§ **WHAT YOU HAVE TO DO**: Only one stretch of the listing below is wanted. Give it again exactly, from the line with "pub const PATH_METADATA_KEY: &str" through the line with "pub const HIDDEN_ID: &str".
[Start of Attachment]
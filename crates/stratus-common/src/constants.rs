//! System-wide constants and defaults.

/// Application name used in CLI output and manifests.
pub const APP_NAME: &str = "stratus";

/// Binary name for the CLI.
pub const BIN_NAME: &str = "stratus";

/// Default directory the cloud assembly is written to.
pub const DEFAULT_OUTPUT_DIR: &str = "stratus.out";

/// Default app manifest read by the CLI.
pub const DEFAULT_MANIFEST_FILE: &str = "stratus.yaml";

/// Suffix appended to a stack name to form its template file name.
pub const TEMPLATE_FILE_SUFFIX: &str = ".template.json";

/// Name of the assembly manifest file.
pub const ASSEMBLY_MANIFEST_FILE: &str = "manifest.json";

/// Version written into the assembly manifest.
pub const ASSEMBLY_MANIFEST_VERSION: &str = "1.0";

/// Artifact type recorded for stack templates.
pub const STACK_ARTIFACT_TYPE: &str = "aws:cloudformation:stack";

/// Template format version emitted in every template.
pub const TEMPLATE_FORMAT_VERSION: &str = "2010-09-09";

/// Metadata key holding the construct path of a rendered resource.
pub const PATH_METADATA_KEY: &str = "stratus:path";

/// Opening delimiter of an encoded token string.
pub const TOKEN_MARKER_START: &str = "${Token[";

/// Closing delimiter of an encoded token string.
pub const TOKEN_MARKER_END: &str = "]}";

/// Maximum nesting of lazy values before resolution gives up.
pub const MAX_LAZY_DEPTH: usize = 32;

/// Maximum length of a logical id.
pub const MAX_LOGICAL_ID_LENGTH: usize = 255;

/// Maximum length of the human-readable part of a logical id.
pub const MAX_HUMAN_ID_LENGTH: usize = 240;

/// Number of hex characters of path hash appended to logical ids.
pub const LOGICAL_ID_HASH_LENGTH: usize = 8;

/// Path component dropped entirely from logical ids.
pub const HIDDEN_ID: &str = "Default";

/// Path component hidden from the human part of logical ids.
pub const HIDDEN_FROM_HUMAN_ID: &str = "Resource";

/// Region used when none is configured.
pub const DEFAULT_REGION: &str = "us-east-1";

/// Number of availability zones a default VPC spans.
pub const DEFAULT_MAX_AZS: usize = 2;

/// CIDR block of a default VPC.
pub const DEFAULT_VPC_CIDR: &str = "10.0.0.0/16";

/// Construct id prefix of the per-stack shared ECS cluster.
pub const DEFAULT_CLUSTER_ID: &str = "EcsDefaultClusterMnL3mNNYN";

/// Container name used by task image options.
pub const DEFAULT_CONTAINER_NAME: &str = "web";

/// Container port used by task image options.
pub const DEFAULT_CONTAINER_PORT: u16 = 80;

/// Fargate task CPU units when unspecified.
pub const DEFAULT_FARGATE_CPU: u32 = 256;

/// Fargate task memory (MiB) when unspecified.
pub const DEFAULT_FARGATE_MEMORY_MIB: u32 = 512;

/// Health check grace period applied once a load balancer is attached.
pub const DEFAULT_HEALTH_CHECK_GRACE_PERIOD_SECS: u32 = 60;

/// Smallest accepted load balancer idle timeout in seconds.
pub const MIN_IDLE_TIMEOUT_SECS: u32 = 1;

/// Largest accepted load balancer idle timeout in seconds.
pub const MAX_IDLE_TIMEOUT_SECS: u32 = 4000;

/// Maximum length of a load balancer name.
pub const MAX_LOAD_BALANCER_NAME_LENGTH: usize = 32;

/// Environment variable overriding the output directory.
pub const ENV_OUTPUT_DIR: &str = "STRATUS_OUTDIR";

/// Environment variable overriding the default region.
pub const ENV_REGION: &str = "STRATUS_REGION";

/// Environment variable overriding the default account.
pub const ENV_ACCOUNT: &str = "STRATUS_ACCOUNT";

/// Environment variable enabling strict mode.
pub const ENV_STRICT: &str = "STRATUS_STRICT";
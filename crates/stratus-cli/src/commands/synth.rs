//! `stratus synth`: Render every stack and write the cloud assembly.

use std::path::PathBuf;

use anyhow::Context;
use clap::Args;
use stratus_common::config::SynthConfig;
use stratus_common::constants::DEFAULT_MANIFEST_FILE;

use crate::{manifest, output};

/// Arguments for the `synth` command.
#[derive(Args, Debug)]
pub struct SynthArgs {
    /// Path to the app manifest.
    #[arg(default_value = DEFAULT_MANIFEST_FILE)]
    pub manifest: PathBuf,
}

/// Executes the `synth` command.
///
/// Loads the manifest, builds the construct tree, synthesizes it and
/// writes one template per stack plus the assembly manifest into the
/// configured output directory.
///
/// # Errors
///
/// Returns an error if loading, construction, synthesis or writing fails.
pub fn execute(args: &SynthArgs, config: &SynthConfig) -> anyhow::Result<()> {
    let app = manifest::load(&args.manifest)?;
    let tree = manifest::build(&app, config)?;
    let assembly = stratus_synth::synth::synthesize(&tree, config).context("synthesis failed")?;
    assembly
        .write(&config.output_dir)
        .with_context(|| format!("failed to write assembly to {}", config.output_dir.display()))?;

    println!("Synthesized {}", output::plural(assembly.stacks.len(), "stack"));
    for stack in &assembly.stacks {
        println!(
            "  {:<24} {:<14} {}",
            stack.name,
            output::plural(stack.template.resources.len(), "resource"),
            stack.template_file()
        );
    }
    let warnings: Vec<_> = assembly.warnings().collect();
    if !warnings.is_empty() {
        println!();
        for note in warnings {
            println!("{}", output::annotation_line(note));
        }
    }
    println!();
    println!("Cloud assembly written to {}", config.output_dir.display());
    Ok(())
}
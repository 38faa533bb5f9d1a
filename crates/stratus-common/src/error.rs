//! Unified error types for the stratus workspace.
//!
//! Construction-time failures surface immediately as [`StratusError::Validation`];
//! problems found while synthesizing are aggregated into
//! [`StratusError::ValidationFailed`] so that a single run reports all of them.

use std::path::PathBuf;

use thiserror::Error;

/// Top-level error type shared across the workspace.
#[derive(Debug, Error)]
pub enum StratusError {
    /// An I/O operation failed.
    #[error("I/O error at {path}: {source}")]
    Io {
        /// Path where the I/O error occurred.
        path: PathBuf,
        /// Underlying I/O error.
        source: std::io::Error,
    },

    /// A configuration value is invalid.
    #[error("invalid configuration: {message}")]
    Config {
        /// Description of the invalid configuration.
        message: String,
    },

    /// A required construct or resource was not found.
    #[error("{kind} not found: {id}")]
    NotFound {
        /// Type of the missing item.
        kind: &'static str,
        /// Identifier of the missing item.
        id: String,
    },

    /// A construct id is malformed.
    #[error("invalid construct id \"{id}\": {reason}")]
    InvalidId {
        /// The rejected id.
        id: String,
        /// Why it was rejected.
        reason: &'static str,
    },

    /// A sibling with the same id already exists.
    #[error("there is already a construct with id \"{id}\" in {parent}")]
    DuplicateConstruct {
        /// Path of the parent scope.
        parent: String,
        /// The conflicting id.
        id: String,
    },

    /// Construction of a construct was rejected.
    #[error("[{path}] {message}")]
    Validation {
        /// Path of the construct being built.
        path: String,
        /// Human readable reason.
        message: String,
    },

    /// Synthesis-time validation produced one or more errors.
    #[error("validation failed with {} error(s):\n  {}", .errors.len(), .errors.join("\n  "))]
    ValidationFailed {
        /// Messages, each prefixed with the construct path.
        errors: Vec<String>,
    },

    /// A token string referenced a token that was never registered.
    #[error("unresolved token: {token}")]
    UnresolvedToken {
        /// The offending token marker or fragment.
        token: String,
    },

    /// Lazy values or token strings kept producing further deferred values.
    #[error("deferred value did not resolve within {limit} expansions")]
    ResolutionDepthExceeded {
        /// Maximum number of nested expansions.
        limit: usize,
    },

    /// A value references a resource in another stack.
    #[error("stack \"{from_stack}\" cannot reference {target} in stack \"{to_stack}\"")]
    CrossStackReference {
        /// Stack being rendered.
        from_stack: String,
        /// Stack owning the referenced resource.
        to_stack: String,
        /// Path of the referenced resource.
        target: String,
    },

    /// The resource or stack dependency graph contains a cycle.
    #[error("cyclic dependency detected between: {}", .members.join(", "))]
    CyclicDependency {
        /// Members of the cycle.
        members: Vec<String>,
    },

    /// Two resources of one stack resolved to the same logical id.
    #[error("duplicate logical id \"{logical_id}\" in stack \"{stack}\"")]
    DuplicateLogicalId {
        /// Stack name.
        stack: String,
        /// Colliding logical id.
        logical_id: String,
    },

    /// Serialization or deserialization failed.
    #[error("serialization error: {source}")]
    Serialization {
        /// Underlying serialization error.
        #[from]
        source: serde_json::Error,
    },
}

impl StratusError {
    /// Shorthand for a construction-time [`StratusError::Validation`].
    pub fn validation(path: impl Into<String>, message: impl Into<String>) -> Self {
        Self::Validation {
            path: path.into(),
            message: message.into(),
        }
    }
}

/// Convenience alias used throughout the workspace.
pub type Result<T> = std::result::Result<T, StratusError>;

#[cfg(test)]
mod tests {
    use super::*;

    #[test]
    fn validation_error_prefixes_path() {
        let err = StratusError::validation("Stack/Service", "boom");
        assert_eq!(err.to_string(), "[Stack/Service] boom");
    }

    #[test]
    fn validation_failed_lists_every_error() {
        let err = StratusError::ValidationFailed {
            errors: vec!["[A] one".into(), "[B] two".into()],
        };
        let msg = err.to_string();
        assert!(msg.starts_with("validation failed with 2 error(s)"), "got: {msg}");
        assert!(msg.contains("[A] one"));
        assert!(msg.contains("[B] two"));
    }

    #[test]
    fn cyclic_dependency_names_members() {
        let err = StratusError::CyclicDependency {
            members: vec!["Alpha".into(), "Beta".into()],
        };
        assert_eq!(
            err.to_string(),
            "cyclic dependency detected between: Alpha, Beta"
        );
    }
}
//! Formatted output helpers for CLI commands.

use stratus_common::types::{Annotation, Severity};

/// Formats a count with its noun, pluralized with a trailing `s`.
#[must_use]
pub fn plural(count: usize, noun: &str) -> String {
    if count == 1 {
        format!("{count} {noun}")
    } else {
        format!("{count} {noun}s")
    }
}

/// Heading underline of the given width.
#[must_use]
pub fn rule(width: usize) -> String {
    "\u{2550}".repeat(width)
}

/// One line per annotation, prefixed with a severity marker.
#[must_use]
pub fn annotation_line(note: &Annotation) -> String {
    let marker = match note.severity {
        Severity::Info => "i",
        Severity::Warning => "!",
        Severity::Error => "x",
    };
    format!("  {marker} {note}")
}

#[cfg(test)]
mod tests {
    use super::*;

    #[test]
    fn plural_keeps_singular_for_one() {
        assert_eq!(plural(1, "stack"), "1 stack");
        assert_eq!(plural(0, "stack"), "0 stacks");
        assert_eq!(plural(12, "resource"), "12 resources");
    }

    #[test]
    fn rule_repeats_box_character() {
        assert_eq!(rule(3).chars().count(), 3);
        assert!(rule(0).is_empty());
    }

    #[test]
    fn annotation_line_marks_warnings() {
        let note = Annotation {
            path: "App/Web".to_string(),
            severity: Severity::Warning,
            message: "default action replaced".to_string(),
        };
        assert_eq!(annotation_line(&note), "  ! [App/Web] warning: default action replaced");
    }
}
[End of Attachment]
§ **RESPONSE**:
pub const PATH_METADATA_KEY: &str = "stratus:path";

/// Opening delimiter of an encoded token string.
pub const TOKEN_MARKER_START: &str = "${Token[";

/// Closing delimiter of an encoded token string.
pub const TOKEN_MARKER_END: &str = "]}";

/// Maximum nesting of lazy values before resolution gives up.
pub const MAX_LAZY_DEPTH: usize = 32;

/// Maximum length of a logical id.
pub const MAX_LOGICAL_ID_LENGTH: usize = 255;

/// Maximum length of the human-readable part of a logical id.
pub const MAX_HUMAN_ID_LENGTH: usize = 240;

/// Number of hex characters of path hash appended to logical ids.
pub const LOGICAL_ID_HASH_LENGTH: usize = 8;

/// Path component dropped entirely from logical ids.
pub const HIDDEN_ID: &str = "Default";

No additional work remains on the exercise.